Game changers e nuove politiche europee
Prosegue la discussione a distanza aperta da Paganetto. Leggiamo la riflessione di Maurizio Melani sugli effetti dei game changers e sul ritorno a un maggiore ruolo dei poteri pubblici nell’economia e a una crescita della spesa pubblica nazionale ed europea.
di Maurizio Melani, diplomatico e docente Link Campus University
Negli ultimi tre anni una serie di successivi e concatenati “game changers” ha sensibilmente mutato il contesto geopolitico e dell’economia globale nel quale l’Europa si trova ad operare, ponendo l’esigenza di un riadattamento delle politiche dell’Ue anche sul piano fiscale e dei suoi processi decisionali.
Dopo la crisi economico-finanziaria del 2008-2009 importata dagli Stati Uniti seguita da quella dei debiti sovrani di alcuni Paesi europei alla quale l’Ue ha risposto con una politica di austerità fiscale e poi di limitata espansione monetaria, vi sono stati lo shock della pandemia e contemporaneamente l’accresciuta consapevolezza di dover reagire rapidamente ai cambiamenti climatici con una azione tendente ad una radicale riduzione delle emissioni di carbonio. A queste sfide l’Unione Europea ha reagito con un salto di qualità soprattutto sul piano fiscale e delle regole sugli aiuti di stato. Il patto di stabilità è stato temporaneamente sospeso e con il New Generation EU è stato avviato un processo di indebitamento comune e di incremento, peraltro molto modesto, del bilancio dell’Unione con una prospettiva di rilancio dell’acquisizione di risorse proprie per finanziarlo e garantire il debito contratto.
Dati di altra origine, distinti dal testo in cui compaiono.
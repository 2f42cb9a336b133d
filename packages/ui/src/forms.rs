//! # Form state and validators
//!
//! A [`Form`] is an ordered set of named text fields, each with its own
//! [`Rule`]s and a `touched` flag. Validation is synchronous and local; errors
//! are only reported for touched fields, and a failed submit marks every field
//! touched so all problems show at once.
//!
//! Rules other than [`Rule::Required`] accept an empty value, so an empty
//! required field reports exactly one error.

use std::sync::LazyLock;

use regex::Regex;

static EMAIL: LazyLock<Regex> = LazyLock::new(|| {
    Regex::new(
        r"^[a-zA-Z0-9!#$%&'*+/=?^_`{|}~-]+(?:\.[a-zA-Z0-9!#$%&'*+/=?^_`{|}~-]+)*@[a-zA-Z0-9](?:[a-zA-Z0-9-]{0,61}[a-zA-Z0-9])?(?:\.[a-zA-Z0-9](?:[a-zA-Z0-9-]{0,61}[a-zA-Z0-9])?)*$",
    )
    .expect("email pattern compiles")
});

/// A validation rule on a single field.
#[derive(Debug, Clone, PartialEq)]
pub enum Rule {
    Required,
    Email,
    MinLength(usize),
    /// Exactly this many ASCII digits.
    Digits(usize),
    /// Numeric value of at least this much.
    Min(f64),
}

/// Why a field failed validation.
#[derive(Debug, Clone, PartialEq)]
pub enum FieldError {
    Required,
    Email,
    MinLength { required: usize },
    Pattern,
    Min { min: f64 },
}

pub fn is_valid_email(value: &str) -> bool {
    let local_len = value.split('@').next().map_or(0, str::len);
    value.len() <= 254 && local_len <= 64 && EMAIL.is_match(value)
}

impl Rule {
    pub fn check(&self, value: &str) -> Option<FieldError> {
        if value.is_empty() {
            return matches!(self, Rule::Required).then_some(FieldError::Required);
        }
        match self {
            Rule::Required => None,
            Rule::Email => (!is_valid_email(value)).then_some(FieldError::Email),
            Rule::MinLength(required) => (value.chars().count() < *required)
                .then_some(FieldError::MinLength { required: *required }),
            Rule::Digits(count) => {
                let ok = value.len() == *count && value.bytes().all(|b| b.is_ascii_digit());
                (!ok).then_some(FieldError::Pattern)
            }
            // Non-numeric or non-finite input cannot satisfy a minimum.
            Rule::Min(min) => match value.trim().parse::<f64>() {
                Ok(n) if n.is_finite() && n >= *min => None,
                _ => Some(FieldError::Min { min: *min }),
            },
        }
    }
}

#[derive(Debug, Clone, PartialEq)]
struct Field {
    name: &'static str,
    initial: String,
    value: String,
    rules: Vec<Rule>,
    touched: bool,
}

impl Field {
    fn first_error(&self) -> Option<FieldError> {
        self.rules.iter().find_map(|rule| rule.check(&self.value))
    }
}

/// An ordered collection of validated text fields.
#[derive(Debug, Clone, Default, PartialEq)]
pub struct Form {
    fields: Vec<Field>,
}

impl Form {
    pub fn new() -> Self {
        Self::default()
    }

    /// Builder: add a field with its initial value and rules.
    pub fn field(mut self, name: &'static str, initial: &str, rules: Vec<Rule>) -> Self {
        self.fields.push(Field {
            name,
            initial: initial.to_string(),
            value: initial.to_string(),
            rules,
            touched: false,
        });
        self
    }

    fn find(&self, name: &str) -> Option<&Field> {
        self.fields.iter().find(|f| f.name == name)
    }

    fn find_mut(&mut self, name: &str) -> Option<&mut Field> {
        self.fields.iter_mut().find(|f| f.name == name)
    }

    /// Current value; unknown fields read as empty.
    pub fn value(&self, name: &str) -> &str {
        self.find(name).map_or("", |f| f.value.as_str())
    }

    pub fn set(&mut self, name: &str, value: impl Into<String>) {
        if let Some(field) = self.find_mut(name) {
            field.value = value.into();
        }
    }

    /// Set several values at once, leaving touched flags alone.
    pub fn patch(&mut self, values: &[(&str, String)]) {
        for (name, value) in values {
            self.set(name, value.clone());
        }
    }

    pub fn touch(&mut self, name: &str) {
        if let Some(field) = self.find_mut(name) {
            field.touched = true;
        }
    }

    pub fn mark_all_touched(&mut self) {
        for field in &mut self.fields {
            field.touched = true;
        }
    }

    pub fn is_touched(&self, name: &str) -> bool {
        self.find(name).is_some_and(|f| f.touched)
    }

    pub fn is_valid(&self) -> bool {
        self.fields.iter().all(|f| f.first_error().is_none())
    }

    /// The error to display for `name`: only once the field is touched.
    pub fn error(&self, name: &str) -> Option<FieldError> {
        self.find(name)
            .filter(|f| f.touched)
            .and_then(Field::first_error)
    }

    /// Back to initial values, nothing touched.
    pub fn reset(&mut self) {
        for field in &mut self.fields {
            field.value = field.initial.clone();
            field.touched = false;
        }
    }
}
Poi è intervenuta la guerra in Ucraina. I prezzi dell’energia saliti già prima dell’aggressione russa per uno squilibrio tra domanda e offerta a livello globale durante l’effimera ripresa dopo l’attenuazione della pandemia si sono ulteriormente impennati anche a causa di processi speculativi finora non adeguatamente contrastati.